START Dataset extract
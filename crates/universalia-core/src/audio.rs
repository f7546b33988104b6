//! PCM decoding and WAV framing.
//!
//! Pure functions — no I/O, no async runtime.

use std::time::Duration;

/// Gemini TTS output format: 24 kHz mono 16-bit signed LE.
pub const SAMPLE_RATE: u32 = 24_000;
pub const CHANNELS: u16 = 1;

const BYTES_PER_SAMPLE: usize = 2;

#[derive(Debug, Clone, PartialEq, Eq, thiserror::Error)]
pub enum AudioError {
    #[error("invalid audio data: {len} bytes of {channels}-channel 16-bit PCM")]
    InvalidAudioData { len: usize, channels: u16 },
}

/// Decoded audio, one `Vec<f32>` per channel, samples in `[-1.0, 1.0]`.
#[derive(Debug, Clone, PartialEq)]
pub struct AudioBuffer {
    sample_rate: u32,
    channels: Vec<Vec<f32>>,
}

impl AudioBuffer {
    pub fn sample_rate(&self) -> u32 {
        self.sample_rate
    }

    pub fn channel_count(&self) -> u16 {
        self.channels.len() as u16
    }

    /// Samples per channel.
    pub fn frames(&self) -> usize {
        self.channels.first().map_or(0, Vec::len)
    }

    pub fn channel_data(&self, channel: usize) -> Option<&[f32]> {
        self.channels.get(channel).map(Vec::as_slice)
    }

    pub fn duration(&self) -> Duration {
        if self.sample_rate == 0 {
            return Duration::ZERO;
        }
        Duration::from_secs_f64(self.frames() as f64 / self.sample_rate as f64)
    }

    /// Re-interleave channels for output devices that want frame order.
    pub fn interleaved(&self) -> Vec<f32> {
        let frames = self.frames();
        let mut out = Vec::with_capacity(frames * self.channels.len());
        for i in 0..frames {
            for ch in &self.channels {
                out.push(ch[i]);
            }
        }
        out
    }
}

/// Decode raw interleaved little-endian i16 PCM into per-channel floats.
///
/// Each sample is `i16 / 32768.0`, so the result always lies in `[-1.0, 1.0)`.
pub fn decode_raw_audio(
    bytes: &[u8],
    sample_rate: u32,
    channel_count: u16,
) -> Result<AudioBuffer, AudioError> {
    let frame_bytes = BYTES_PER_SAMPLE * channel_count as usize;
    if frame_bytes == 0 || bytes.len() % frame_bytes != 0 {
        return Err(AudioError::InvalidAudioData {
            len: bytes.len(),
            channels: channel_count,
        });
    }

    let frames = bytes.len() / frame_bytes;
    let mut channels: Vec<Vec<f32>> = (0..channel_count)
        .map(|_| Vec::with_capacity(frames))
        .collect();
    for frame in bytes.chunks_exact(frame_bytes) {
        for (ch, pair) in channels.iter_mut().zip(frame.chunks_exact(BYTES_PER_SAMPLE)) {
            let sample = i16::from_le_bytes([pair[0], pair[1]]);
            ch.push(sample as f32 / 32768.0);
        }
    }

    Ok(AudioBuffer {
        sample_rate,
        channels,
    })
}

/// [`decode_raw_audio`] with the TTS voice format (24 kHz mono).
pub fn decode_default(bytes: &[u8]) -> Result<AudioBuffer, AudioError> {
    decode_raw_audio(bytes, SAMPLE_RATE, CHANNELS)
}

/// Wrap raw 16-bit PCM in a minimal RIFF/WAVE container.
pub fn pcm_to_wav(pcm: &[u8], sample_rate: u32, channel_count: u16) -> Result<Vec<u8>, AudioError> {
    let invalid = || AudioError::InvalidAudioData {
        len: pcm.len(),
        channels: channel_count,
    };
    let frame_bytes = BYTES_PER_SAMPLE * channel_count as usize;
    if frame_bytes == 0 || pcm.len() % frame_bytes != 0 {
        return Err(invalid());
    }

    // Header size fields are fixed-width.
    let data_len = u32::try_from(pcm.len()).map_err(|_| invalid())?;
    let riff_len = data_len.checked_add(36).ok_or_else(invalid)?;
    let block_align = u16::try_from(frame_bytes).map_err(|_| invalid())?;
    let byte_rate = sample_rate
        .checked_mul(u32::from(block_align))
        .ok_or_else(invalid)?;
    let mut buf = Vec::with_capacity(44 + pcm.len());

    // RIFF header
    buf.extend_from_slice(b"RIFF");
    buf.extend_from_slice(&riff_len.to_le_bytes());
    buf.extend_from_slice(b"WAVE");

    // fmt chunk
    buf.extend_from_slice(b"fmt ");
    buf.extend_from_slice(&16u32.to_le_bytes()); // chunk size
    buf.extend_from_slice(&1u16.to_le_bytes()); // PCM
    buf.extend_from_slice(&channel_count.to_le_bytes());
    buf.extend_from_slice(&sample_rate.to_le_bytes());
    buf.extend_from_slice(&byte_rate.to_le_bytes());
    buf.extend_from_slice(&block_align.to_le_bytes());
    buf.extend_from_slice(&16u16.to_le_bytes()); // bits per sample

    // data chunk
    buf.extend_from_slice(b"data");
    buf.extend_from_slice(&data_len.to_le_bytes());
    buf.extend_from_slice(pcm);

    Ok(buf)
}

#[cfg(test)]
mod tests {
    use super::*;

    fn pcm(samples: &[i16]) -> Vec<u8> {
        samples.iter().flat_map(|s| s.to_le_bytes()).collect()
    }

    #[test]
    fn decode_scales_by_32768() {
        let buf = decode_default(&pcm(&[0, 16384, -32768, 32767])).unwrap();
        let data = buf.channel_data(0).unwrap();
        assert_eq!(data[0], 0.0);
        assert_eq!(data[1], 0.5);
        assert_eq!(data[2], -1.0);
        assert_eq!(data[3], 32767.0 / 32768.0);
        assert_eq!(buf.sample_rate(), 24_000);
        assert_eq!(buf.channel_count(), 1);
    }

    #[test]
    fn decode_odd_length_mono_fails() {
        let err = decode_raw_audio(&[0x01, 0x00, 0xFF], 24_000, 1).unwrap_err();
        assert_eq!(err, AudioError::InvalidAudioData { len: 3, channels: 1 });
    }

    #[test]
    fn decode_partial_stereo_frame_fails() {
        // 6 bytes = 3 samples, not a whole number of stereo frames
        assert!(decode_raw_audio(&[0; 6], 24_000, 2).is_err());
    }

    #[test]
    fn decode_zero_channels_fails() {
        assert!(decode_raw_audio(&[0; 4], 24_000, 0).is_err());
    }

    #[test]
    fn decode_deinterleaves_stereo() {
        let buf = decode_raw_audio(&pcm(&[100, -100, 200, -200]), 48_000, 2).unwrap();
        assert_eq!(buf.frames(), 2);
        assert_eq!(buf.channel_data(0).unwrap(), &[100.0 / 32768.0, 200.0 / 32768.0]);
        assert_eq!(buf.channel_data(1).unwrap(), &[-100.0 / 32768.0, -200.0 / 32768.0]);
        assert_eq!(
            buf.interleaved(),
            vec![100.0 / 32768.0, -100.0 / 32768.0, 200.0 / 32768.0, -200.0 / 32768.0]
        );
    }

    #[test]
    fn decode_is_deterministic_and_bounded() {
        let bytes: Vec<u8> = (0..=255u8).cycle().take(4096).collect();
        let a = decode_default(&bytes).unwrap();
        let b = decode_default(&bytes).unwrap();
        let a_bits: Vec<u32> = a.channel_data(0).unwrap().iter().map(|s| s.to_bits()).collect();
        let b_bits: Vec<u32> = b.channel_data(0).unwrap().iter().map(|s| s.to_bits()).collect();
        assert_eq!(a_bits, b_bits);
        assert!(a.channel_data(0).unwrap().iter().all(|s| (-1.0..=1.0).contains(s)));
    }

    #[test]
    fn decode_empty_is_empty_buffer() {
        let buf = decode_default(&[]).unwrap();
        assert_eq!(buf.frames(), 0);
        assert_eq!(buf.duration(), Duration::ZERO);
    }

    #[test]
    fn duration_from_frames() {
        let buf = decode_default(&vec![0u8; 48_000]).unwrap();
        assert_eq!(buf.duration(), Duration::from_secs(1));
    }

    #[test]
    fn pcm_to_wav_produces_valid_header() {
        let wav = pcm_to_wav(&pcm(&[0; 100]), 24_000, 1).unwrap();
        assert_eq!(&wav[0..4], b"RIFF");
        assert_eq!(&wav[8..12], b"WAVE");
        assert_eq!(&wav[12..16], b"fmt ");
        assert_eq!(&wav[36..40], b"data");
        assert_eq!(wav.len(), 44 + 200);
        let rate = u32::from_le_bytes([wav[24], wav[25], wav[26], wav[27]]);
        assert_eq!(rate, 24_000);
        let riff_size = u32::from_le_bytes([wav[4], wav[5], wav[6], wav[7]]);
        assert_eq!(riff_size, (wav.len() - 8) as u32);
        let byte_rate = u32::from_le_bytes([wav[28], wav[29], wav[30], wav[31]]);
        assert_eq!(byte_rate, 48_000);
    }

    #[test]
    fn pcm_to_wav_rejects_byte_rate_overflow() {
        let err = pcm_to_wav(&[0; 4], u32::MAX, 2).unwrap_err();
        assert_eq!(err, AudioError::InvalidAudioData { len: 4, channels: 2 });
    }

    #[test]
    fn pcm_to_wav_rejects_oversized_frame() {
        // 40 000 channels × 2 bytes does not fit the 16-bit block-align field
        let err = pcm_to_wav(&vec![0; 80_000], 24_000, 40_000).unwrap_err();
        assert_eq!(err, AudioError::InvalidAudioData { len: 80_000, channels: 40_000 });
    }

    #[test]
    fn pcm_to_wav_rejects_odd_length() {
        assert!(pcm_to_wav(&[0x42], 24_000, 1).is_err());
    }
}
END Dataset extract
A verbatim copy of the lines from the one with "wav[5], wav[6], wav[7]]);" to the end of the listing is the whole answer.

> [Solution to this task]
        let riff_size = u32::from_le_bytes([wav[4], wav[5], wav[6], wav[7]]);
        assert_eq!(riff_size, (wav.len() - 8) as u32);
        let byte_rate = u32::from_le_bytes([wav[28], wav[29], wav[30], wav[31]]);
        assert_eq!(byte_rate, 48_000);
    }

    #[test]
    fn pcm_to_wav_rejects_byte_rate_overflow() {
        let err = pcm_to_wav(&[0; 4], u32::MAX, 2).unwrap_err();
        assert_eq!(err, AudioError::InvalidAudioData { len: 4, channels: 2 });
    }

    #[test]
    fn pcm_to_wav_rejects_oversized_frame() {
        // 40 000 channels × 2 bytes does not fit the 16-bit block-align field
        let err = pcm_to_wav(&vec![0; 80_000], 24_000, 40_000).unwrap_err();
        assert_eq!(err, AudioError::InvalidAudioData { len: 80_000, channels: 40_000 });
    }

    #[test]
    fn pcm_to_wav_rejects_odd_length() {
        assert!(pcm_to_wav(&[0x42], 24_000, 1).is_err());
    }
}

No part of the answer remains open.